Michael D Higgins also said he is open to the idea of publishing an annual report detailing all of the spending and costs associated with running the Arás - if he is re-elected.
He made his comments after a presidential election campaign event in Cork this morning as he addressed directly for the first time in the presidential campaign questions about transparency on Áras spending.
Several questions have been raised in particular about the unaudited €317,000 presidential allowance.
Mr Higgins said the cost of running the office of president will come in at around €25m to €26m over his seven-year term.
It cost around €3.6m to run the office last year, of which €1.7m was spent on salaries and €1.06m on the centenarians bounty for some 412 people, with a further 542 aged over 100 to whom the president sends medals.
“So the centenarians bounty and the salaries of the 27 staff are 76% of the €3.6m,” he said.
On the balance of the funding, he said he is conscious of the many questions that have been asked about the €317,000 budget allocation voted upon by the Oireachtas - an allocation in place since 1938 and at this level since 1998 - and over which the president does have control.

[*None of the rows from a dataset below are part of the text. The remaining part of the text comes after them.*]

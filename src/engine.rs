//! QueryEngine - generic read/write access to any cataloged table
//!
//! Ties the lazily loaded catalog, the SQL builders, the materializer and an
//! execution collaborator together.

use tracing::{debug, error};

use crate::catalog::{Catalog, SharedCatalog};
use crate::config::EngineConfig;
use crate::document::Document;
use crate::error::{EngineError, Result};
use crate::executor::{QueryExecutor, Row};
use crate::materialize::{self, Listing, ResultEnvelope};
use crate::sql::{Clause, Dialect, DmlGenerator, Query};

/// Parameters of a listing query
#[derive(Debug, Clone)]
pub struct ListRequest {
    /// Table to list
    pub table: String,
    /// Optional filter
    pub clause: Option<Clause>,
    /// Sort columns, e.g. `["name", "id DESC"]`
    pub order_by: Vec<String>,
    /// Number of rows to skip
    pub offset: u64,
    /// Page size; the engine's default when `None`
    pub limit: Option<u64>,
}

impl ListRequest {
    pub fn new(table: impl Into<String>) -> Self {
        Self {
            table: table.into(),
            clause: None,
            order_by: Vec::new(),
            offset: 0,
            limit: None,
        }
    }

    /// Filter rows
    pub fn clause(mut self, clause: Clause) -> Self {
        self.clause = Some(clause);
        self
    }

    /// Set sort columns
    pub fn order_by<I, S>(mut self, columns: I) -> Self
    where
        I: IntoIterator<Item = S>,
        S: Into<String>,
    {
        self.order_by = columns.into_iter().map(Into::into).collect();
        self
    }

    /// Set pagination
    pub fn paginate(mut self, offset: u64, limit: u64) -> Self {
        self.offset = offset;
        self.limit = Some(limit);
        self
    }
}

/// Metadata-driven query engine over an execution collaborator
pub struct QueryEngine<E> {
    catalog: SharedCatalog,
    executor: E,
}

impl<E: QueryExecutor> QueryEngine<E> {
    /// Create an engine; the catalog files are read on first use
    pub fn new(config: EngineConfig, executor: E) -> Self {
        Self {
            catalog: SharedCatalog::new(config),
            executor,
        }
    }

    /// Create an engine over an already built catalog
    pub fn with_catalog(config: EngineConfig, catalog: Catalog, executor: E) -> Self {
        Self {
            catalog: SharedCatalog::from_catalog(config, catalog),
            executor,
        }
    }

    pub fn config(&self) -> &EngineConfig {
        self.catalog.config()
    }

    /// The catalog, loading it on first access
    pub fn catalog(&self) -> Result<&Catalog> {
        self.catalog.get()
    }

    pub fn executor(&self) -> &E {
        &self.executor
    }

    pub fn dialect(&self) -> Dialect {
        self.executor.dialect()
    }

    /// Start a query over `table` in the executor's dialect
    pub fn query(&self, table: &str) -> Result<Query> {
        Query::build(self.catalog()?.metadata(), self.dialect(), table)
    }

    /// Prefix search over the table and its references, one page at a time
    pub async fn search(
        &self,
        table: &str,
        term: &str,
        offset: Option<u64>,
        limit: Option<u64>,
    ) -> Result<Listing> {
        let catalog = self.catalog()?;
        let clause = Clause::create(table).like(catalog.metadata(), term)?;
        let query = self
            .query(table)?
            .set_clause(clause)?
            .set_limit(
                offset.unwrap_or(0),
                limit.unwrap_or(self.config().default_limit),
            )?;

        let rows = query.rows(&self.executor).await?;
        materialize::listing(catalog, query.table(), &rows)
    }

    /// Filtered, sorted, paginated listing
    pub async fn list(&self, request: ListRequest) -> Result<Vec<ResultEnvelope>> {
        let catalog = self.catalog()?;
        let mut query = self.query(&request.table)?;
        if let Some(clause) = request.clause {
            query = query.set_clause(clause)?;
        }
        if !request.order_by.is_empty() {
            query = query.order_by(&request.order_by)?;
        }
        query = query.set_limit(
            request.offset,
            request.limit.unwrap_or(self.config().default_limit),
        )?;

        let rows = query.rows(&self.executor).await?;
        self.envelopes(catalog, query.table(), &rows)
    }

    /// One row by primary key
    pub async fn get(&self, table: &str, key: impl Into<Document>) -> Result<Option<ResultEnvelope>> {
        let catalog = self.catalog()?;
        let meta = catalog.metadata().table(table)?;
        let pk = meta.primary_key.as_deref().ok_or_else(|| {
            EngineError::query_build(format!("Table '{}' has no primary key", meta.name))
        })?;

        let query = self
            .query(&meta.name)?
            .set_clause(Clause::create(&meta.name).equal(pk, key))?;
        let rows = query.rows(&self.executor).await?;

        Ok(self.envelopes(catalog, &meta.name, &rows[..rows.len().min(1)])?.pop())
    }

    /// Number of rows, optionally filtered by a clause on the table's own columns
    pub async fn count(&self, table: &str, clause: Option<&Clause>) -> Result<u64> {
        let sql = self.dml()?.generate_count(table, clause)?;
        let rows = self.fetch(table, &sql).await?;
        let value = first_value(&rows).and_then(Document::to_text);
        match value {
            None => Ok(0),
            Some(text) => text.trim().parse::<u64>().map_err(|_| {
                EngineError::execution(table, format!("Unexpected count value '{}'", text))
            }),
        }
    }

    /// Highest primary key value, `None` for an empty table
    pub async fn max_id(&self, table: &str) -> Result<Option<Document>> {
        let sql = self.dml()?.generate_max_id(table)?;
        let rows = self.fetch(table, &sql).await?;
        Ok(first_value(&rows).filter(|v| !v.is_null()).cloned())
    }

    /// Insert a row from a document keyed by column name.
    ///
    /// Returns the new primary key where the dialect reports it back; `None`
    /// otherwise, or when the table has no key.
    pub async fn insert(&self, table: &str, data: &Document) -> Result<Option<Document>> {
        let meta = self.catalog()?.metadata().table(table)?;
        let sql = self.dml()?.generate_insert(table, data)?;

        if meta.primary_key.is_some() && self.dialect().returns_generated_keys() {
            let rows = self.fetch(table, &sql).await?;
            return Ok(first_value(&rows).filter(|v| !v.is_null()).cloned());
        }

        self.execute(table, &sql).await?;
        Ok(None)
    }

    /// Update the row identified by the key value in `data`
    pub async fn update(&self, table: &str, data: &Document) -> Result<u64> {
        let sql = self.dml()?.generate_update(table, data)?;
        self.execute(table, &sql).await
    }

    /// Delete the row with primary key `key`
    pub async fn delete(&self, table: &str, key: impl Into<Document>) -> Result<u64> {
        let sql = self.dml()?.generate_delete(table, &key.into())?;
        self.execute(table, &sql).await
    }

    fn dml(&self) -> Result<DmlGenerator<'_>> {
        Ok(DmlGenerator::new(self.catalog()?.metadata(), self.dialect()))
    }

    fn envelopes(&self, catalog: &Catalog, table: &str, rows: &[Row]) -> Result<Vec<ResultEnvelope>> {
        rows.iter()
            .map(|row| {
                let data = materialize::materialize(catalog.metadata(), table, row)?;
                materialize::envelope(catalog, table, data)
            })
            .collect()
    }

    async fn fetch(&self, table: &str, sql: &str) -> Result<Vec<Row>> {
        debug!(table = %table, dialect = %self.dialect(), sql = %sql, "Running query");
        self.executor.fetch_all(sql).await.map_err(|e| {
            error!(table = %table, sql = %sql, error = %e, "Query failed");
            EngineError::execution(table, e)
        })
    }

    async fn execute(&self, table: &str, sql: &str) -> Result<u64> {
        debug!(table = %table, dialect = %self.dialect(), sql = %sql, "Running statement");
        self.executor.execute(sql).await.map_err(|e| {
            error!(table = %table, sql = %sql, error = %e, "Statement failed");
            EngineError::execution(table, e)
        })
    }
}

fn first_value(rows: &[Row]) -> Option<&Document> {
    rows.first()
        .and_then(|row| row.iter().next())
        .map(|(_, value)| value)
}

He said it funds all of the hospitality events hosted at the Áras.
And while his predecessor returned to the exchequer more than €500,000 unspent from this allowance after her 14-years in office, he will be returning some €200,000 at the end of his seven-year term.
"And in order to make it easier for people to answer questions about it, and frame questions about it, in the next term, I think I probably will produce something like an annual report of activities in the Áras," he said.
I’m very happy to look at any procedure in the future that will make it easier for people to access everything they want to know about what the president is doing, in the name of the people of Ireland.
"What is being spent, I account for it. And I think we get great value."
The President walked from the Imperial Hotel after the campaign event to the English Market where he met several leading local poets over lunch in the Farmgate restaurant.